Your task:
The lines from the start of the data up to and including the one with "const STATE_VERSION: u32 = 1;" should be returned exactly, and nothing else.

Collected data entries
* * * * * * *
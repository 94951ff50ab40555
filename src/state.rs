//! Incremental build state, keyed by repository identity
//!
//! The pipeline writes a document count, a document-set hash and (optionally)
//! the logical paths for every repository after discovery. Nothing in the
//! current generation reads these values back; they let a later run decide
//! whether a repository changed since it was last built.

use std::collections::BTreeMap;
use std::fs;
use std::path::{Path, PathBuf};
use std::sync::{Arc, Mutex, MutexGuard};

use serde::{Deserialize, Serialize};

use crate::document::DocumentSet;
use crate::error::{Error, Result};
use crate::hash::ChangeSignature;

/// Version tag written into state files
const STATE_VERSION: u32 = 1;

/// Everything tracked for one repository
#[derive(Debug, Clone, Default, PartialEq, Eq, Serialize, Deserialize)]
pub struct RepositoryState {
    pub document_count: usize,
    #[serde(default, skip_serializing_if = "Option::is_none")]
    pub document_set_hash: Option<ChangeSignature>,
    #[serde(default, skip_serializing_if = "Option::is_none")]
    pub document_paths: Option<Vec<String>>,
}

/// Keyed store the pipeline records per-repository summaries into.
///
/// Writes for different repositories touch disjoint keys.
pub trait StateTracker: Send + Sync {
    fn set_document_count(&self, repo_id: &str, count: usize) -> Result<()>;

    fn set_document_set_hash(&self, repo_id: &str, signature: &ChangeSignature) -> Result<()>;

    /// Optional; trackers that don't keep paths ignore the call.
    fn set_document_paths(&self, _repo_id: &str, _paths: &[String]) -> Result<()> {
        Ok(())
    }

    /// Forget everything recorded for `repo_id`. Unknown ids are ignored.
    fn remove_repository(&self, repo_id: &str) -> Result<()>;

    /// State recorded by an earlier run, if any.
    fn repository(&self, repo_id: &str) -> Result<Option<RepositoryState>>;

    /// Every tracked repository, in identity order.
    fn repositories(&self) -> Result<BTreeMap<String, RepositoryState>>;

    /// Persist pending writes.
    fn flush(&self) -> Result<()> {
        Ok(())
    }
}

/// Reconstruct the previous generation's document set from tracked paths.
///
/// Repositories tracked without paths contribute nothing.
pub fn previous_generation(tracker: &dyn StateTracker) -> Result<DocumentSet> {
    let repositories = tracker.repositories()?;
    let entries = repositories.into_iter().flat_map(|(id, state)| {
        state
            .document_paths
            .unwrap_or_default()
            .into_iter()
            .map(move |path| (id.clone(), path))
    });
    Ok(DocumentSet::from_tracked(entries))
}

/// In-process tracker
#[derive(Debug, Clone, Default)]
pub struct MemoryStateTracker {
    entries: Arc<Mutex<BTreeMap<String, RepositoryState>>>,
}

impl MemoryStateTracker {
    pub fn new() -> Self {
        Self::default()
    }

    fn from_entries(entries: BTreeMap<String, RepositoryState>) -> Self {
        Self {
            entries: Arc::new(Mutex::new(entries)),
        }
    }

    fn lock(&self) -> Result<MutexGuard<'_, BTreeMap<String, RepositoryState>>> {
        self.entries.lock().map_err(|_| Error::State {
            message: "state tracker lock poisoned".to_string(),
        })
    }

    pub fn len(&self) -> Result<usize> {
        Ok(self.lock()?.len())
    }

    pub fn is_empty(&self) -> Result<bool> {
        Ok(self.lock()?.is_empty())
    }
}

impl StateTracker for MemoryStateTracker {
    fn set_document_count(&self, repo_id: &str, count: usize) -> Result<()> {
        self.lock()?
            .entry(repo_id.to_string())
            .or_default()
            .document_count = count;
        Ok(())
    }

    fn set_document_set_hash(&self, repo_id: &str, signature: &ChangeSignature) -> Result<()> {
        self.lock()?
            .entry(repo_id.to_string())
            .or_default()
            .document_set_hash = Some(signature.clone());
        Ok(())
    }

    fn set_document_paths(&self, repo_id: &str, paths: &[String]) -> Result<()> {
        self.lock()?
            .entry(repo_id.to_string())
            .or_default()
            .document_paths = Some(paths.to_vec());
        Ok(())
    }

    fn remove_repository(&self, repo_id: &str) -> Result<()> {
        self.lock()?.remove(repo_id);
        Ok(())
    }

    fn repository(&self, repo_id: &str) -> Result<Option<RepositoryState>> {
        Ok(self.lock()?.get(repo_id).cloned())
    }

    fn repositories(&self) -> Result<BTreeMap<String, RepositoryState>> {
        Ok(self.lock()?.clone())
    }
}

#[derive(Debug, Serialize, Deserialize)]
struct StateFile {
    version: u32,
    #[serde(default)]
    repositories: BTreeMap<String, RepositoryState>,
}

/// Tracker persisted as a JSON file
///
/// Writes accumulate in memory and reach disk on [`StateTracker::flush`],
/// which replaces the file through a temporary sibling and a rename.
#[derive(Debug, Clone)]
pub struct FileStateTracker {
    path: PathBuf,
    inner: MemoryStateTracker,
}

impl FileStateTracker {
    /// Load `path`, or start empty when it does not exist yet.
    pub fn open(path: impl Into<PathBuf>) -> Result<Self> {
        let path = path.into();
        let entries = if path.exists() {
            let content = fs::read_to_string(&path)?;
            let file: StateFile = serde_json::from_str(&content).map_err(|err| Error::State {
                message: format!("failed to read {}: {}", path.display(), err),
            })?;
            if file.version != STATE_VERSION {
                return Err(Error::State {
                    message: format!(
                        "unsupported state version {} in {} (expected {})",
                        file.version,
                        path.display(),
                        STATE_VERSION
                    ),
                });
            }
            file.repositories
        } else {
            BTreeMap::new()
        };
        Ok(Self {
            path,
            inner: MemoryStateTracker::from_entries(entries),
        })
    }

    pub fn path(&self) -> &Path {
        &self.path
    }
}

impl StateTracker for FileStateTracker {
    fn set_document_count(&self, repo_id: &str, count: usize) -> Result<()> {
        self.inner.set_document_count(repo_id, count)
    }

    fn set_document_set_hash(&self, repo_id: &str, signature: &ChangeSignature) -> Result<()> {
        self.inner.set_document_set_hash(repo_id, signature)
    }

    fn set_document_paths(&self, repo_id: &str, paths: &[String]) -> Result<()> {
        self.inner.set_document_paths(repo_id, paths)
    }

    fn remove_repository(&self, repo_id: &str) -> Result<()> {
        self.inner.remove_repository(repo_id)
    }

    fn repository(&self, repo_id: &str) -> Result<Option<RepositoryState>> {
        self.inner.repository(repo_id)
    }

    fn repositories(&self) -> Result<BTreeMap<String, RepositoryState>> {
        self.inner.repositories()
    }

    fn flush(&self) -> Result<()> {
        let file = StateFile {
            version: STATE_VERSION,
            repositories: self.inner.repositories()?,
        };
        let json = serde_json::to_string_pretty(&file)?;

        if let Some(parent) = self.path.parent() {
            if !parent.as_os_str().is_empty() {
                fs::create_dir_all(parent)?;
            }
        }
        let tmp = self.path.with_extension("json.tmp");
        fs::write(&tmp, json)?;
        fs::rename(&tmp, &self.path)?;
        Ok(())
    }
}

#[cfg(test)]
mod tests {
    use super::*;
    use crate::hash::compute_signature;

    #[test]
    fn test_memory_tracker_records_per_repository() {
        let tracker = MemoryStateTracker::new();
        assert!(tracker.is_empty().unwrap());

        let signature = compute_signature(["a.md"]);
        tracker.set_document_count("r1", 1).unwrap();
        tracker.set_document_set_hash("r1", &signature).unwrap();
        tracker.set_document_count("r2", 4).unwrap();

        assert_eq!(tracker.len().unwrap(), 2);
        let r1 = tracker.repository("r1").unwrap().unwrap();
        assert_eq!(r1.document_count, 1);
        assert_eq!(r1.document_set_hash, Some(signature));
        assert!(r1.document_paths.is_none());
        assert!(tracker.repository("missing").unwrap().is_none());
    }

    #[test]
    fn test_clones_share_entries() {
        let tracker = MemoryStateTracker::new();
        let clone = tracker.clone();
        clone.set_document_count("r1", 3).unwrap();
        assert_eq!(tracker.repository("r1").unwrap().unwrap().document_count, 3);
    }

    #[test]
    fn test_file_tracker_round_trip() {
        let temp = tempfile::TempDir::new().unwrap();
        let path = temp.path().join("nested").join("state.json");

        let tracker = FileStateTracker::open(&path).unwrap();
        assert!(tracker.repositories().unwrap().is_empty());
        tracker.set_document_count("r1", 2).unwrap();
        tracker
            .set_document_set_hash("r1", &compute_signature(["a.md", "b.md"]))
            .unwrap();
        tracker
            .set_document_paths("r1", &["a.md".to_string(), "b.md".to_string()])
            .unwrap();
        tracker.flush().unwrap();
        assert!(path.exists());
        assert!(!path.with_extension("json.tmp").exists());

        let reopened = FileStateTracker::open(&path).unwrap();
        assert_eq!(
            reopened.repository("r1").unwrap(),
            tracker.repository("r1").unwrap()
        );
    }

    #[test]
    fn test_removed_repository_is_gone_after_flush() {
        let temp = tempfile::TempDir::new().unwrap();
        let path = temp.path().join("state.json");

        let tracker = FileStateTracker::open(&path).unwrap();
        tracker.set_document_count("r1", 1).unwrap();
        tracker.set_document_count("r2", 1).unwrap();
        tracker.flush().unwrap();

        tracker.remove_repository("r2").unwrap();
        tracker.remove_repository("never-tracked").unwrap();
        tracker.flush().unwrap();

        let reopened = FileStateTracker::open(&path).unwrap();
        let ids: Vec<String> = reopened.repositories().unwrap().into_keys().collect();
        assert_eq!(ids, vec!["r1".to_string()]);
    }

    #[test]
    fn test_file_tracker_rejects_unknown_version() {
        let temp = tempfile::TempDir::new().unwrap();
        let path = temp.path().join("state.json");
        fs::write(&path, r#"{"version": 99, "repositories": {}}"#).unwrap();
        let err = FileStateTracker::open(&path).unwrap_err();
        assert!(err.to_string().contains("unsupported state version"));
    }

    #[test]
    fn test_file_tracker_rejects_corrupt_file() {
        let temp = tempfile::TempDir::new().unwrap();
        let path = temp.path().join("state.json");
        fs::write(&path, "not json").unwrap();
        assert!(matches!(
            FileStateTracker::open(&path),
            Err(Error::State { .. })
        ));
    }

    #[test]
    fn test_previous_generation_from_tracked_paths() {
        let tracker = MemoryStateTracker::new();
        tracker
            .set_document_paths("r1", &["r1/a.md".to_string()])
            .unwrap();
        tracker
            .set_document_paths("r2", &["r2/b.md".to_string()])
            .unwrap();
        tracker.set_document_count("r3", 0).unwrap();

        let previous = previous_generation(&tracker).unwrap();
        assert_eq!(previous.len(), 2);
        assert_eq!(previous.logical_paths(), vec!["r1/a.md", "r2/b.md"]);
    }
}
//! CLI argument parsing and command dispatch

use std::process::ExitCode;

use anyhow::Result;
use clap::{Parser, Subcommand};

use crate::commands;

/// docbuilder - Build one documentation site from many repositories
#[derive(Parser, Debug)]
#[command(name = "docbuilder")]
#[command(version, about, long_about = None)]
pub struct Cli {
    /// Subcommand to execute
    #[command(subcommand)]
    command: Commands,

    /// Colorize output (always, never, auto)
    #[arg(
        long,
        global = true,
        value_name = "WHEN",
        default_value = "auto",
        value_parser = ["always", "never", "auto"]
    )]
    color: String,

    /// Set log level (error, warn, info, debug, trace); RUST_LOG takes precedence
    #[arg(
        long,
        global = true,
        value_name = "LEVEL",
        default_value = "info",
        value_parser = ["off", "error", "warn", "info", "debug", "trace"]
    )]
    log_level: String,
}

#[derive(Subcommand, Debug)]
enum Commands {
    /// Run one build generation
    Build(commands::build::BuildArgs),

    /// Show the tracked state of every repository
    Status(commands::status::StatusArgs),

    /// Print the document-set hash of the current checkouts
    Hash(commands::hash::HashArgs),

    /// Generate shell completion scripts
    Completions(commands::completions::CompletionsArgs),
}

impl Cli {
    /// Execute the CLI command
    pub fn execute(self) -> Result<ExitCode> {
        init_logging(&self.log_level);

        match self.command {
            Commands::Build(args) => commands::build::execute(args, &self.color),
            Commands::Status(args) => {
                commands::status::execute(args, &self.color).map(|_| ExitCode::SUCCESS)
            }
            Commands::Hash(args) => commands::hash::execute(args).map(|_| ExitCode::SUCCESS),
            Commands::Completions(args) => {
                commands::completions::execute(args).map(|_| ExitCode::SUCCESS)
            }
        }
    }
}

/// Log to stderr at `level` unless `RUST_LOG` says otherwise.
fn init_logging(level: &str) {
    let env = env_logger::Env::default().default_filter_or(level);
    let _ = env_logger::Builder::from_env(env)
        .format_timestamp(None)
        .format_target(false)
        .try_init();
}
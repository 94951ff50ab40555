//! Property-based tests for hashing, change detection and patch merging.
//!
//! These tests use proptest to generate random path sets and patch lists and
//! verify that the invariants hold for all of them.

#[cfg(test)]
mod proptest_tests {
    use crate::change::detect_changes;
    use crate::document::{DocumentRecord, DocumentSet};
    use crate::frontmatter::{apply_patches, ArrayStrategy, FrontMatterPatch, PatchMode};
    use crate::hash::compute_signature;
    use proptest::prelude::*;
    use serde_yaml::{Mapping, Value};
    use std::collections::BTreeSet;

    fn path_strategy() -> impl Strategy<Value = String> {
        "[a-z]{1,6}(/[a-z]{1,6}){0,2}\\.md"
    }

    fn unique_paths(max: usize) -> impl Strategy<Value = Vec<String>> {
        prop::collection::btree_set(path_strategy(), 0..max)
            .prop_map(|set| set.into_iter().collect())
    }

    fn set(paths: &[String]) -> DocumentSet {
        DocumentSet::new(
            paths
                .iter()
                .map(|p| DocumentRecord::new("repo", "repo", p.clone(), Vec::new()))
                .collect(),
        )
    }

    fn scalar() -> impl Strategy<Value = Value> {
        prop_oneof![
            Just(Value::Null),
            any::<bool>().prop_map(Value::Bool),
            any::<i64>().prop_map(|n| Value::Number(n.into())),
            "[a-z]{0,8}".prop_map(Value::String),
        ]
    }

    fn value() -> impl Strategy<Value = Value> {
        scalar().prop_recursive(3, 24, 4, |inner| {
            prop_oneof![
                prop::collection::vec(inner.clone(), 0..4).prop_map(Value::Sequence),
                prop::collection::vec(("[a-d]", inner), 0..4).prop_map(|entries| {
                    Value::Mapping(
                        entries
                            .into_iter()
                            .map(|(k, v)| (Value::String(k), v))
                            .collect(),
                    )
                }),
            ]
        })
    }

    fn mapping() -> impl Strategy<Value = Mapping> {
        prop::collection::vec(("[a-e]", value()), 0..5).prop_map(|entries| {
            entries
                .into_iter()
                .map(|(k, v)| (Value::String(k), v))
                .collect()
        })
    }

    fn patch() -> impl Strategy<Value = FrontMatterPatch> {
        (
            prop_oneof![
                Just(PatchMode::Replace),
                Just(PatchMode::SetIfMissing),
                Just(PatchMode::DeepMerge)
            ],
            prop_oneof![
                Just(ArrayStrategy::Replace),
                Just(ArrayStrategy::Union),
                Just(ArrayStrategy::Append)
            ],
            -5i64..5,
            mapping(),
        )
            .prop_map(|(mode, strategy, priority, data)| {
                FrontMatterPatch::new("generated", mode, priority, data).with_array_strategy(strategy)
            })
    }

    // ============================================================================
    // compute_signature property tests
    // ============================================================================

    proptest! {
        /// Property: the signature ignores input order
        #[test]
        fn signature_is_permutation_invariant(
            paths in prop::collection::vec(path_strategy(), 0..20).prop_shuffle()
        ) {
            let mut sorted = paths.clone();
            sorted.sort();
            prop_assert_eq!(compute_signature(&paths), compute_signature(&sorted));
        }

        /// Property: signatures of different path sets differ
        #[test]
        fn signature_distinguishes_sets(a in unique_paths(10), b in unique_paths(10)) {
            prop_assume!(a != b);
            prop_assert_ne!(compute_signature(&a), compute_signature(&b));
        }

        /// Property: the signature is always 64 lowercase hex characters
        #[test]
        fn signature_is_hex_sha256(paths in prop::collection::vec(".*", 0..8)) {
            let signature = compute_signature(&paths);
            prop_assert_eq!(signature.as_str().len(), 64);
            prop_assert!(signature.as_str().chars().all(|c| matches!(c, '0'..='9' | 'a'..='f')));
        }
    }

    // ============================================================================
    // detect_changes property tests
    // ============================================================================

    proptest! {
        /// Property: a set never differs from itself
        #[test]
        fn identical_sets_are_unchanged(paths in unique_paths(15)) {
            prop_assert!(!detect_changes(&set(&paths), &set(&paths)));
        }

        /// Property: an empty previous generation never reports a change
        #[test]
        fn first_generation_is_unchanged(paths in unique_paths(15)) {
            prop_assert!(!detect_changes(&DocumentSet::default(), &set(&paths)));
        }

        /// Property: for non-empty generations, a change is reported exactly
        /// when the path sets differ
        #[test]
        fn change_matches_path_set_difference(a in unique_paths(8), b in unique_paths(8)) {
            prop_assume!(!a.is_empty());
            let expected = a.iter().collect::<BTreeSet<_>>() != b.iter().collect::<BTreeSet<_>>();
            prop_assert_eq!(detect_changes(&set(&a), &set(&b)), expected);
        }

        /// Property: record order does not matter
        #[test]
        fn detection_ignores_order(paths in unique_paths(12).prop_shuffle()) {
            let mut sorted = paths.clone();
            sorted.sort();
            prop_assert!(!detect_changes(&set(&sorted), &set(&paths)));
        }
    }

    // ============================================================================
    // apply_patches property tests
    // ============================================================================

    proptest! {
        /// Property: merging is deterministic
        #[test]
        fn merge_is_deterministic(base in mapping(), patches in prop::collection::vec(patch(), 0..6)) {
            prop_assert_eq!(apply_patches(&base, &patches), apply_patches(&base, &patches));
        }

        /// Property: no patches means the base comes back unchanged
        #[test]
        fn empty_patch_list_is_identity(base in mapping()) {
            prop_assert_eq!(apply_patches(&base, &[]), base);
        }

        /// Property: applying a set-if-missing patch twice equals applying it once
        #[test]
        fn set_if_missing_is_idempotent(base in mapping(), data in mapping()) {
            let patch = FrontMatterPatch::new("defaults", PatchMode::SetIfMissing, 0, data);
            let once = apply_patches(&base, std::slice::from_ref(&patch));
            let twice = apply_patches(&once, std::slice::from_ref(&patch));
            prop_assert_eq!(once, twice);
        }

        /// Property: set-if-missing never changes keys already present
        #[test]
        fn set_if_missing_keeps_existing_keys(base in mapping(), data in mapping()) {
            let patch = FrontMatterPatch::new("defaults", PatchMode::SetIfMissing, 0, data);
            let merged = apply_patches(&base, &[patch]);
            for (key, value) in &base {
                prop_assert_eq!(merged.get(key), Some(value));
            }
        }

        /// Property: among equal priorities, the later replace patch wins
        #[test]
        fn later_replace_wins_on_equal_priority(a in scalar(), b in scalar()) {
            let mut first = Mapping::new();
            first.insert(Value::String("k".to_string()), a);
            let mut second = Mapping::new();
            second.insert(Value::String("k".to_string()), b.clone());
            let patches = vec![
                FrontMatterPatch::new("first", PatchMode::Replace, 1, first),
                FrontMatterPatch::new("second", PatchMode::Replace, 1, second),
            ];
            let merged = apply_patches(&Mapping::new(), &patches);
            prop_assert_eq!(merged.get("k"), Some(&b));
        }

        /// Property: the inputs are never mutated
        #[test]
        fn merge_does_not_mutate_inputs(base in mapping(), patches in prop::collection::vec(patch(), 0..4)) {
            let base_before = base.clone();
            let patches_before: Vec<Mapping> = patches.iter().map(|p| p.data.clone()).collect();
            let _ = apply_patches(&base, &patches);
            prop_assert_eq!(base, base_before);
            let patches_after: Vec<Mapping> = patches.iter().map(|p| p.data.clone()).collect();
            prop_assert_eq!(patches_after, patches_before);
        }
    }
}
* * * * * * *
Task output:
repository 94951ff50ab40555
filename src/state.rs
//! Incremental build state, keyed by repository identity
//!
//! The pipeline writes a document count, a document-set hash and (optionally)
//! the logical paths for every repository after discovery. Nothing in the
//! current generation reads these values back; they let a later run decide
//! whether a repository changed since it was last built.

use std::collections::BTreeMap;
use std::fs;
use std::path::{Path, PathBuf};
use std::sync::{Arc, Mutex, MutexGuard};

use serde::{Deserialize, Serialize};

use crate::document::DocumentSet;
use crate::error::{Error, Result};
use crate::hash::ChangeSignature;

/// Version tag written into state files
const STATE_VERSION: u32 = 1;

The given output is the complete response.